The use of hydrotherapy for the management of spasticity.

作者信息

Kesiktas N, Paker N, Erdogan N, Gülsen G, Biçki D, Yilmaz H

机构信息

Department of Physical Medicine and Rehabilitation, Istanbul Medical Faculty, Istanbul University, Turkey.

出版信息

Neurorehabil Neural Repair. 2004 Dec;18(4):268-73. doi: 10.1177/1545968304270002.

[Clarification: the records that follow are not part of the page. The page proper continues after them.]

//! Domain-level errors (no external dependencies)

use thiserror::Error;

/// Domain errors represent violations of the entity model or markup rules.
/// These are independent of infrastructure concerns.
#[derive(Error, Debug, Clone, PartialEq, Eq)]
pub enum DomainError {
    #[error("duplicate entity: {0}")]
    DuplicateEntity(String),

    #[error("unknown component {component} referenced by {parent}")]
    UnknownComponent { parent: String, component: String },

    #[error("unknown entity: {0}")]
    UnknownEntity(String),

    #[error("malformed markup: {reason}")]
    MalformedMarkup { reason: String },
}

/// Result type for domain operations.
pub type DomainResult<T> = Result<T, DomainError>;
//! Terminal output formatting with colors
//!
//! Respects NO_COLOR, CLICOLOR, CLICOLOR_FORCE automatically.

use colored::Colorize;

/// Print error (red bold "error:" prefix) to stderr
pub fn error(msg: &(impl std::fmt::Display + ?Sized)) {
    eprintln!("{}: {}", "error".red().bold(), msg);
}

/// Print warning (yellow "Warning:" prefix) to stderr
pub fn warning(msg: &(impl std::fmt::Display + ?Sized)) {
    eprintln!("{}: {}", "Warning".yellow(), msg);
}

/// Print success status (green checkmark)
pub fn success(msg: &(impl std::fmt::Display + ?Sized)) {
    println!("{} {}", "✓".green(), msg);
}

/// Print completed action (green label)
pub fn action(label: &str, msg: &(impl std::fmt::Display + ?Sized)) {
    println!("{}: {}", label.green(), msg);
}

/// Print section header (cyan bold)
pub fn header(msg: &(impl std::fmt::Display + ?Sized)) {
    println!("{}", msg.to_string().cyan().bold());
}

/// Print indented detail (no color)
pub fn detail(msg: &(impl std::fmt::Display + ?Sized)) {
    println!("  {}", msg);
}

/// Print plain output (no color, for data)
pub fn info(msg: &(impl std::fmt::Display + ?Sized)) {
    println!("{}", msg);
}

DOI:10.1177/1545968304270002
PMID:15537997
Abstract

INTRODUCTION

Spasticity is a major problem for the rehabilitation team. Physiotherapy is a vital component of therapy. Oral medication and other modalities such as heat, cold, ultrasound, electrical stimulation, and surgery (neuro-surgical or orthopedic) can also be used. The aim of this study was to compare the effects of hydrotherapy on spasticity and Functional Independence Measure (FIM) scores of patients with spinal cord injury (SCI).

MATERIALS AND METHODS

This is a control case matched study. Twenty SCI patients were divided into 2 groups and matched for age, gender, injury time, Ashworth scores, oral baclofen intake, American Spinal Injury Association, and FIM scores. The control group received passive range of motion exercise twice a day and oral baclofen for 10 weeks. The study group also received passive range of motion and oral baclofen, as well as 20 min of water exercises (at 71 degrees F, full immersion) 3 times per week. The authors evaluated spasm severity, FIM scores, oral baclofen intake, and Ashworth scales, between groups at the beginning and at the end of the treatment period.

RESULTS

Both groups demonstrated a significant increase in FIM scores. However, the hydrotherapy group demonstrated a larger increase (P < 0.0001) than the control group. There was a statistically significant decrease in oral baclofen intake in the hydrotherapy group (P < 0.01). There was no statistical change in the control group. Spasticity was evaluated by the Ashworth scale. There was a statistical improvement in each group (P < 0.01, P < 0.02). However, when compared to the control group, the use of hydrotherapy produced a significant decrease in spasm severity (P < 0.02).

CONCLUSION

Side effects are often seen when using oral drug treatment for spasticity. Adding hydrotherapy to the rehabilitation program can be helpful in decreasing the amount of medication required. Future studies must evaluate benefits of hydrotherapy for rehabilitation.

摘要

引言

痉挛是康复团队面临的一个主要问题。物理治疗是治疗的重要组成部分。也可使用口服药物以及其他治疗方式,如热疗、冷疗、超声、电刺激和手术(神经外科或骨科手术)。本研究的目的是比较水疗对脊髓损伤(SCI)患者痉挛及功能独立性测量(FIM)评分的影响。

材料与方法

这是一项对照病例匹配研究。20例SCI患者被分为两组,在年龄、性别、损伤时间、Ashworth评分、口服巴氯芬摄入量、美国脊髓损伤协会分级及FIM评分方面进行匹配。对照组每天接受两次被动关节活动度训练,并口服巴氯芬,持续10周。研究组除接受被动关节活动度训练和口服巴氯芬外,还每周进行3次20分钟的水中训练(水温71华氏度,全身浸入)。作者在治疗期开始和结束时评估了两组之间的痉挛严重程度、FIM评分、口服巴氯芬摄入量及Ashworth量表评分。

结果

两组的FIM评分均显著提高。然而,水疗组的提高幅度大于对照组(P < 0.0001)。水疗组的口服巴氯芬摄入量有统计学意义的下降(P < 0.01)。对照组无统计学变化。采用Ashworth量表评估痉挛情况。两组均有统计学意义的改善(P < 0.01,P < 0.02)。然而,与对照组相比,水疗的使用使痉挛严重程度显著降低(P < 0.02)。

结论

使用口服药物治疗痉挛时经常会出现副作用。在康复计划中增加水疗有助于减少所需药物的用量。未来的研究必须评估水疗对康复的益处。